Kate Taylor’s book, Holocaust Denial: David Irving Trial and International Revisionism (2000), echoes similar themes presented thus far. At the end of the libel trial, Mr. Justice Gray declared that Irving, for his own ideological purposes, “persistently and deliberately misrepresented and manipulated historical evidence.”22 Similar to B'Nai B'Rith’s sentiments, Gray continued by stating that Irving depicts Hitler in an unwarrantedly favorable light. Gray’s final remarks diagnosed Irving as a racist and antisemite who associates with right-wing extremists to promote neo-Nazism. Irving is further declared a “Hitler partisan wearing blinkers,” and a manipulator and distorter of documents in light of his desirable ends. Taylor crucially notes that Irving is an ardent admirer of Hitler who keeps a portrait of Hitler hanging above his desk. The portrait of Hitler certainly attests to Irving’s ghastly motives. In fact, it shows a cult-like fondness for Hitler—almost as if Irving is a disciple of the Führer. This parallels quite well with Lukacs’ sentiments that Irving viewed Hitler as a champion of historical and moral greatness. Taylor presents another crucial piece of evidence showing Irving’s exercise of irresponsible history. In The Destruction of Dresden, Irving’s estimated death toll was as high as 250,000 persons.23 In reality, however, the death toll was around 35,000 persons.24 Irving claimed that Dresden was the “real” Holocaust, writing: “The Holocaust at Dresden really happened. That of the Jews in the gas chambers of Auschwitz is an invention. I am ashamed to be an Englishman.”25 It is not uncommon, however, for deniers to emphasize the bombing of Dresden. Deniers often portray allied actions as equal to, if not far worse than Nazi war crimes. But given the evidence, comparing Dresden to the Holocaust seems thoroughly vacuous. Next, historians Michael Shermer and Alex Grobman offer crucial contributions to the current dialogue.
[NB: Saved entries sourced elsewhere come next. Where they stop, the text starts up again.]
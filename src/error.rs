use axum::http::StatusCode;
use axum::response::{IntoResponse, Response};
use axum::Json;
use serde_json::json;
use thiserror::Error;

use crate::models::order::OrderStatus;

/// Validation failures reported by the store. None of these are fatal.
#[derive(Debug, Clone, PartialEq, Eq, Error)]
pub enum StoreError {
    #[error("missing required field: {0}")]
    MissingField(&'static str),

    #[error("invalid status: {0:?}")]
    InvalidStatus(String),

    #[error("illegal transition from {from} to {to}")]
    IllegalTransition { from: OrderStatus, to: OrderStatus },

    #[error("driver {0} not found")]
    DriverNotFound(String),

    #[error("order {0} not found")]
    OrderNotFound(String),

    #[error("order {0} is already assigned")]
    OrderAlreadyAssigned(String),

    #[error("driver {0} is not available")]
    DriverUnavailable(String),
}

impl StoreError {
    pub fn is_not_found(&self) -> bool {
        matches!(
            self,
            StoreError::DriverNotFound(_) | StoreError::OrderNotFound(_)
        )
    }
}

#[derive(Debug, Error)]
pub enum AppError {
    #[error("not found: {0}")]
    NotFound(String),

    #[error("bad request: {0}")]
    BadRequest(String),

    #[error("conflict: {0}")]
    Conflict(String),

    #[error("internal error: {0}")]
    Internal(String),
}

impl From<StoreError> for AppError {
    fn from(err: StoreError) -> Self {
        if err.is_not_found() {
            return AppError::NotFound(err.to_string());
        }

        match &err {
            StoreError::MissingField(_) | StoreError::InvalidStatus(_) => {
                AppError::BadRequest(err.to_string())
            }
            _ => AppError::Conflict(err.to_string()),
        }
    }
}

impl IntoResponse for AppError {
    fn into_response(self) -> Response {
        let (status, message) = match &self {
            AppError::NotFound(msg) => (StatusCode::NOT_FOUND, msg.clone()),
            AppError::BadRequest(msg) => (StatusCode::BAD_REQUEST, msg.clone()),
            AppError::Conflict(msg) => (StatusCode::CONFLICT, msg.clone()),
            AppError::Internal(msg) => (StatusCode::INTERNAL_SERVER_ERROR, msg.clone()),
        };

        let body = Json(json!({
            "error": message
        }));

        (status, body).into_response()
    }
}

#[cfg(test)]
mod tests {
    use axum::http::StatusCode;
    use axum::response::IntoResponse;

    use super::{AppError, StoreError};
    use crate::models::order::OrderStatus;

    fn status_of(err: StoreError) -> StatusCode {
        AppError::from(err).into_response().status()
    }

    #[test]
    fn store_errors_map_to_http_status_codes() {
        assert_eq!(status_of(StoreError::MissingField("id")), StatusCode::BAD_REQUEST);
        assert_eq!(
            status_of(StoreError::InvalidStatus("flying".to_string())),
            StatusCode::BAD_REQUEST
        );
        assert_eq!(
            status_of(StoreError::OrderNotFound("o1".to_string())),
            StatusCode::NOT_FOUND
        );
        assert_eq!(
            status_of(StoreError::IllegalTransition {
                from: OrderStatus::Delivered,
                to: OrderStatus::Canceled,
            }),
            StatusCode::CONFLICT
        );
        assert_eq!(
            status_of(StoreError::DriverNotFound("d1".to_string())),
            StatusCode::NOT_FOUND
        );
        assert_eq!(
            status_of(StoreError::DriverUnavailable("d1".to_string())),
            StatusCode::CONFLICT
        );
    }

    #[test]
    fn not_found_groups_both_entities() {
        assert!(StoreError::DriverNotFound("d1".to_string()).is_not_found());
        assert!(StoreError::OrderNotFound("o1".to_string()).is_not_found());
        assert!(!StoreError::OrderAlreadyAssigned("o1".to_string()).is_not_found());
    }
}
//! In-memory authority for driver and order records.
//!
//! Both tables live behind a single reader/writer lock. Any write, to either
//! table, excludes every other reader and writer, so a cross-entity update is
//! never observable half-applied. Callers only ever receive clones.

use std::collections::HashMap;

use chrono::Utc;
use parking_lot::RwLock;

use crate::error::StoreError;
use crate::models::driver::{Driver, DriverStatus, DriverUpsert};
use crate::models::order::{NewOrder, Order, OrderStatus};
use crate::models::snapshot::StateSnapshot;

#[derive(Default)]
struct Tables {
    drivers: HashMap<String, Driver>,
    orders: HashMap<String, Order>,
}

#[derive(Default)]
pub struct Store {
    tables: RwLock<Tables>,
}

impl Store {
    pub fn new() -> Self {
        Self::default()
    }

    /// Inserts or wholesale replaces a driver. An absent or empty status
    /// defaults to `available`.
    pub fn upsert_driver(&self, input: DriverUpsert) -> Result<Driver, StoreError> {
        if input.id.is_empty() {
            return Err(StoreError::MissingField("id"));
        }
        if input.name.is_empty() {
            return Err(StoreError::MissingField("name"));
        }

        let status = match input.status.as_deref() {
            None | Some("") => DriverStatus::Available,
            Some(raw) => raw.parse()?,
        };

        let driver = Driver {
            id: input.id,
            name: input.name,
            status,
            location: input.location,
            updated_at: Utc::now(),
        };

        let mut tables = self.tables.write();
        tables.drivers.insert(driver.id.clone(), driver.clone());
        Ok(driver)
    }

    pub fn get_driver(&self, id: &str) -> Result<Driver, StoreError> {
        self.tables
            .read()
            .drivers
            .get(id)
            .cloned()
            .ok_or_else(|| StoreError::DriverNotFound(id.to_string()))
    }

    pub fn list_drivers(&self) -> Vec<Driver> {
        self.tables.read().drivers.values().cloned().collect()
    }

    pub fn list_available_drivers(&self) -> Vec<Driver> {
        self.tables
            .read()
            .drivers
            .values()
            .filter(|driver| driver.status == DriverStatus::Available)
            .cloned()
            .collect()
    }

    /// Overwrites a driver's status. Drivers have no transition graph, any
    /// status may follow any other.
    pub fn set_driver_status(&self, id: &str, status: &str) -> Result<Driver, StoreError> {
        let status: DriverStatus = status.parse()?;

        let mut tables = self.tables.write();
        let driver = tables
            .drivers
            .get_mut(id)
            .ok_or_else(|| StoreError::DriverNotFound(id.to_string()))?;

        driver.status = status;
        driver.updated_at = Utc::now();
        Ok(driver.clone())
    }

    /// Inserts a pending, unassigned order. A duplicate id overwrites the
    /// previous order.
    pub fn create_order(&self, input: NewOrder) -> Result<Order, StoreError> {
        if input.id.is_empty() {
            return Err(StoreError::MissingField("id"));
        }
        if input.customer.is_empty() {
            return Err(StoreError::MissingField("customer"));
        }

        let now = Utc::now();
        let order = Order {
            id: input.id,
            customer: input.customer,
            pickup: input.pickup,
            dropoff: input.dropoff,
            status: OrderStatus::Pending,
            driver_id: None,
            created_at: now,
            updated_at: now,
        };

        let mut tables = self.tables.write();
        tables.orders.insert(order.id.clone(), order.clone());
        Ok(order)
    }

    pub fn get_order(&self, id: &str) -> Result<Order, StoreError> {
        self.tables
            .read()
            .orders
            .get(id)
            .cloned()
            .ok_or_else(|| StoreError::OrderNotFound(id.to_string()))
    }

    pub fn list_orders(&self) -> Vec<Order> {
        self.tables.read().orders.values().cloned().collect()
    }

    pub fn list_pending_orders(&self) -> Vec<Order> {
        self.tables
            .read()
            .orders
            .values()
            .filter(|order| order.status == OrderStatus::Pending)
            .cloned()
            .collect()
    }

    pub fn set_order_status(&self, id: &str, status: &str) -> Result<Order, StoreError> {
        let next: OrderStatus = status.parse()?;

        let mut tables = self.tables.write();
        let order = tables
            .orders
            .get_mut(id)
            .ok_or_else(|| StoreError::OrderNotFound(id.to_string()))?;

        if !order.status.can_transition_to(next) {
            return Err(StoreError::IllegalTransition {
                from: order.status,
                to: next,
            });
        }

        order.status = next;
        order.updated_at = Utc::now();
        Ok(order.clone())
    }

    /// Moves an order to `assigned` and its driver to `busy` inside one
    /// exclusive critical section. Nothing is written unless every check
    /// passes.
    pub fn assign_order_to_driver(
        &self,
        order_id: &str,
        driver_id: &str,
    ) -> Result<(Order, Driver), StoreError> {
        let mut guard = self.tables.write();
        let tables = &mut *guard;

        let order = tables
            .orders
            .get_mut(order_id)
            .ok_or_else(|| StoreError::OrderNotFound(order_id.to_string()))?;
        let driver = tables
            .drivers
            .get_mut(driver_id)
            .ok_or_else(|| StoreError::DriverNotFound(driver_id.to_string()))?;

        if order.status != OrderStatus::Pending {
            return Err(StoreError::OrderAlreadyAssigned(order_id.to_string()));
        }
        if driver.status != DriverStatus::Available {
            return Err(StoreError::DriverUnavailable(driver_id.to_string()));
        }

        let now = Utc::now();
        order.status = OrderStatus::Assigned;
        order.driver_id = Some(driver.id.clone());
        order.updated_at = now;

        driver.status = DriverStatus::Busy;
        driver.updated_at = now;

        Ok((order.clone(), driver.clone()))
    }

    pub fn snapshot(&self) -> StateSnapshot {
        let tables = self.tables.read();

        StateSnapshot {
            drivers: tables.drivers.clone(),
            orders: tables.orders.clone(),
            timestamp: Utc::now(),
        }
    }

    pub fn counts(&self) -> (usize, usize) {
        let tables = self.tables.read();
        (tables.drivers.len(), tables.orders.len())
    }
}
In Denying History: Who Says the Holocaust Never Happened and Why Do They Say It? (2002), Shermer and Grobman enter into the mind of historical revisionists and unravel their pernicious motivations. Shermer and Grobman, much like Taylor’s findings on Dresden, present more damaging evidence against Irving. In a 1994 interview, Irving estimated that 600,000 Jewish persons were killed in WWII, but on a July 27, 1995, Australian radio show, he admitted that 4 million Jewish persons were killed under the Nazi regime.26 This shows an inconsistency in Irving’s claims. Furthermore, in May of 1992, Irving told a group of German persons that Auschwitz was a “fake built after the war.”27 Irving even displayed a pretentious sense of confidence in his convictions: “I think the Holocaust is going to be revised. I have to take my hat off to my adversaries and the strategies they have employed—the marketing of the very word Holocaust. I half expect to see the little title ™ after it.”28
One of the most salient arguments made by Shermer and Grobman illustrates Hitler’s explicit knowledge of the Holocaust. If the two can show that Hitler explicitly knew about the Holocaust, then Irving’s enterprise faces a colossal threat.29 On December 29, 1942, a report was sent to Hitler from Heinrich Himmler. The two discussed the operation of Einsatzgruppen in conjunction with the broader application of the Holocaust. Signed by Himmler and initialed by Hitler,30 the report begins: “51st report from Himmler to Hitler, 29 December 1942, concerning results in combating partisans from 1 September to 1 December 1942, containing statistics showing the execution of over 300,000 people, the capture of weapons and ammunition, villages searched or burned down, German casualties, and related matters.”31 The document is quite long but portrays comprehensive figures showing the number of Jewish persons shot in Ukraine, South Russia, and the Polish city of Bialystok. Hitler and Himmler communicated regularly about the “Jewish problem.” Felix Kersten, Hitler’s masseur, reports that Himmler told him on November 11, 1943, that the annihilation of the Poles and Jews “happened on a legal basis. Because the Führer decided in Breslau [Wroclaw] in 1941 that the Jews should be annihilated.”32 Shermer and Grobman proceed to present various pieces of evidence from Hitler proving his knowledge of the Holocaust. Hitler told the Hungarian head of the State, for example, that if Jewish persons “did not want to work, they were shot. If they could not work, they were treated like Tuberculosis bacilli with which a healthy body may become infected.”33
Hitler proceeded to say that the treatment of Jewish persons was not cruel at all, comparing them to creatures of nature who, when infected, should be killed so they cannot damage others. But Irving makes it sound like there was no “smoking gun.”34 Despite the overwhelming evidence, Irving manages to distort these facts, much like his distortions of Dresden. His distortions are not the result of responsible historical revisionism but of dogmatic denial. Under the section “denial detection,” Shermer and Grobman ask: “Has anyone including and especially the claimant gone out of the way to disprove the claim, or has only confirmatory evidence been sought?” This is what is known as confirmation bias.35 Irving is more often than not guilty of the tendency to seek confirmatory evidence while outright rejecting disconfirming evidence. “We see no attempt,” wrote Shermer and Grobman, “on David Irving’s part to falsify or disprove his own interpretations.”36 When Irving is confronted with an abundance of disconfirming evidence, he swiftly evades it and maintains his position dogmatically. Comparably, Lukacs noted earlier that Irving is nondiscriminatory and hardly reconstructs any of Hitler’s decisions and purposes.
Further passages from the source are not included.